__Your task__: Going through the data, count each line that has the word "filename". Reply with the total and nothing more.

__The data__:
──────────
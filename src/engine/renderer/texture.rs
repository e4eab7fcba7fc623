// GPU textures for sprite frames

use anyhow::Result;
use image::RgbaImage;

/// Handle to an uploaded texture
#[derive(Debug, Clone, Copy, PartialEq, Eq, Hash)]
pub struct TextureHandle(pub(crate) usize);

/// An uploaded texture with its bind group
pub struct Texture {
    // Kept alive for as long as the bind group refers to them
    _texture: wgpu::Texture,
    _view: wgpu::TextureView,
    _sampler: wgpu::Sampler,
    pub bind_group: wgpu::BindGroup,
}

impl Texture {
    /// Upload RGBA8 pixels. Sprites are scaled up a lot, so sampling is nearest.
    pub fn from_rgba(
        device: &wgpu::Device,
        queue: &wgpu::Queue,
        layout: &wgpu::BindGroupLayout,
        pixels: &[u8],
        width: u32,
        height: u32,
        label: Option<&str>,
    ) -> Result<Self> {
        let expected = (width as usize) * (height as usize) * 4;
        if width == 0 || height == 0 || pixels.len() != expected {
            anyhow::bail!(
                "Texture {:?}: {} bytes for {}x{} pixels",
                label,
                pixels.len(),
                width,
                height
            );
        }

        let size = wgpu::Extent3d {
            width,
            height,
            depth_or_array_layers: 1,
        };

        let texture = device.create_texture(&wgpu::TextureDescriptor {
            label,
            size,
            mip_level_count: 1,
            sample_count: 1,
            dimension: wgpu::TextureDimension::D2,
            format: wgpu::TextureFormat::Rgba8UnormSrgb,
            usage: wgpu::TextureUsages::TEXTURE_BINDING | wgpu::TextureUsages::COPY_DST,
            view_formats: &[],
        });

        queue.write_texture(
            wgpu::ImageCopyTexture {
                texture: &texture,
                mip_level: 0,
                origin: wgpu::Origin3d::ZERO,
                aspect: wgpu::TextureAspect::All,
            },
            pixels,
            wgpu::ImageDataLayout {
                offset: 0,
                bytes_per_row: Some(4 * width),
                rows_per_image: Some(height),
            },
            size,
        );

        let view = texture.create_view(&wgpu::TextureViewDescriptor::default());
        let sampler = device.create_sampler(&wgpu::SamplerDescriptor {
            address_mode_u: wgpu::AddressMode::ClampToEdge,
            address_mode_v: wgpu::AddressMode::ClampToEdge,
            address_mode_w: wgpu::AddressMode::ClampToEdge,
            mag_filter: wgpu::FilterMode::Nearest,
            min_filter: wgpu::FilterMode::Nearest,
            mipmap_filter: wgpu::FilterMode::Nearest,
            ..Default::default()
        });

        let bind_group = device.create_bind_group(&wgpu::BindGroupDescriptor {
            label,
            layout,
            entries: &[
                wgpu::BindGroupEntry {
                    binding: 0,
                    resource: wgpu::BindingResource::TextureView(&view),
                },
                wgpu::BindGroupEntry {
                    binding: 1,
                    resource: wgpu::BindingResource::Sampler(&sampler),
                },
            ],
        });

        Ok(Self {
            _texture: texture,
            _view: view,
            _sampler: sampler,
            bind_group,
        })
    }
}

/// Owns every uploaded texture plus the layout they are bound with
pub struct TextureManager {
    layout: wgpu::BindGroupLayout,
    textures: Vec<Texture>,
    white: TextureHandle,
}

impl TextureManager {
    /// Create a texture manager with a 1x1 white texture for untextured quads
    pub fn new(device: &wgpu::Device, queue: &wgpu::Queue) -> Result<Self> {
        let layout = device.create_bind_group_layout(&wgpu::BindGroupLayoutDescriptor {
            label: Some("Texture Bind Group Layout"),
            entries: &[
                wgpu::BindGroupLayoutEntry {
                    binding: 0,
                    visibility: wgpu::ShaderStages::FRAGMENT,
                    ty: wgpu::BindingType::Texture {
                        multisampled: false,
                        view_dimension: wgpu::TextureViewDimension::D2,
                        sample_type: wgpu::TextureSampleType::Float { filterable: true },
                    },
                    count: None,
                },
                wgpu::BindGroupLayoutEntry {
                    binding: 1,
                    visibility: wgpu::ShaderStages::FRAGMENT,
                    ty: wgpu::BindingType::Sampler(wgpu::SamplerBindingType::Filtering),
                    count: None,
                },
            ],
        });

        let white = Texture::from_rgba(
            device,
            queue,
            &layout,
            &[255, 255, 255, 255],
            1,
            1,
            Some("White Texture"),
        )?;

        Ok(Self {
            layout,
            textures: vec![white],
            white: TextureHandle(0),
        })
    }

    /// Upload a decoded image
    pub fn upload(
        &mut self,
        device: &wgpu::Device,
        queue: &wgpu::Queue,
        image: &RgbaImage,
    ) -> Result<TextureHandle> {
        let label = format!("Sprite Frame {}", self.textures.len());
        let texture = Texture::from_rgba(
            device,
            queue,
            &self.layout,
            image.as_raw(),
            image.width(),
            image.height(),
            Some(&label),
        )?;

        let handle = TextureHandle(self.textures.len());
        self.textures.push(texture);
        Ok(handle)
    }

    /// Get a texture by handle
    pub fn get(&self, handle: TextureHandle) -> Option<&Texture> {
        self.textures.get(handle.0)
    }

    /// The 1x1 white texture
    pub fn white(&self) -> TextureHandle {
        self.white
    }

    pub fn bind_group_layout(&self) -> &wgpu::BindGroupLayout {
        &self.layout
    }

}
──────────
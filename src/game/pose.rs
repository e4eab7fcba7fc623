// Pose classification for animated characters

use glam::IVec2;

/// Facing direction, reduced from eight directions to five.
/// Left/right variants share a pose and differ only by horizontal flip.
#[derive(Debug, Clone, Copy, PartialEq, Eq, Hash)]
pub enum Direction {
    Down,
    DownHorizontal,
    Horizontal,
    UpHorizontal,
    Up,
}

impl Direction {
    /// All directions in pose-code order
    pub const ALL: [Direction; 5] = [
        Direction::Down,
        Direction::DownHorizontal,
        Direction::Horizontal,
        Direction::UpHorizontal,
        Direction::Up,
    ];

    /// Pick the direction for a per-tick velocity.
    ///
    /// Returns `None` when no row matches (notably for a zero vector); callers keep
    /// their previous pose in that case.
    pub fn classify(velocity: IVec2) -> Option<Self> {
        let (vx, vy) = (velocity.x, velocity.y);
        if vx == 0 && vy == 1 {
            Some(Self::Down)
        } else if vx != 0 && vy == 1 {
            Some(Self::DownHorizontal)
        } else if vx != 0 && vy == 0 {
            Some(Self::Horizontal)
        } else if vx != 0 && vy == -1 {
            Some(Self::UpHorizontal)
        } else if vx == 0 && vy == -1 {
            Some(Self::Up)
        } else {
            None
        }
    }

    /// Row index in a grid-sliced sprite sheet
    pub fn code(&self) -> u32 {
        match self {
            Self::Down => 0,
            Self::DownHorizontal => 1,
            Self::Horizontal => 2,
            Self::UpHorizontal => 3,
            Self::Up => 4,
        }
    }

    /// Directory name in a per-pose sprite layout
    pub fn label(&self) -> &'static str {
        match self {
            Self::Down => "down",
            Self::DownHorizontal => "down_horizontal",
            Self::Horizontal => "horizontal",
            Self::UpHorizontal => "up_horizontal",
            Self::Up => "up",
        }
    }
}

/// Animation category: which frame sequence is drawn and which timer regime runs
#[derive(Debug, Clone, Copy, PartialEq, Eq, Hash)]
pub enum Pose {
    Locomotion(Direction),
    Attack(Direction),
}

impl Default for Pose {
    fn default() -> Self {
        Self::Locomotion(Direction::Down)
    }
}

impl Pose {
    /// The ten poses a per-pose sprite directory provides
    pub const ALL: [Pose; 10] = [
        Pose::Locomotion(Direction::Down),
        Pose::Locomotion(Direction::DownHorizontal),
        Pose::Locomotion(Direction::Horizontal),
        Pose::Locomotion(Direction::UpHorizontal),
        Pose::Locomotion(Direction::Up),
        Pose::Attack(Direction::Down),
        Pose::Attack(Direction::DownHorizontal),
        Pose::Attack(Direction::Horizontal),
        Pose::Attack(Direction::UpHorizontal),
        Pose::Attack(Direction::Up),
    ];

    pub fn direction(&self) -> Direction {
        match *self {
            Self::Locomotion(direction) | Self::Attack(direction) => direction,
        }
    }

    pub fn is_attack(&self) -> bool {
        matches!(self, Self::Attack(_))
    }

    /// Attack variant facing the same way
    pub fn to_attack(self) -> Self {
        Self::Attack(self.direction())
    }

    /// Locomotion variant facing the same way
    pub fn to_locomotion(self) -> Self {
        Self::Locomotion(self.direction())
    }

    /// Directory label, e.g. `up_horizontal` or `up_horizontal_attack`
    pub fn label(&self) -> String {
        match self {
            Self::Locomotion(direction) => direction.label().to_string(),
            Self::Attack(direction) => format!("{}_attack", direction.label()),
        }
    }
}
──────────
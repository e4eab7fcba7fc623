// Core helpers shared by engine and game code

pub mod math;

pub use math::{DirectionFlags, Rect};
──────────
__Result__: 2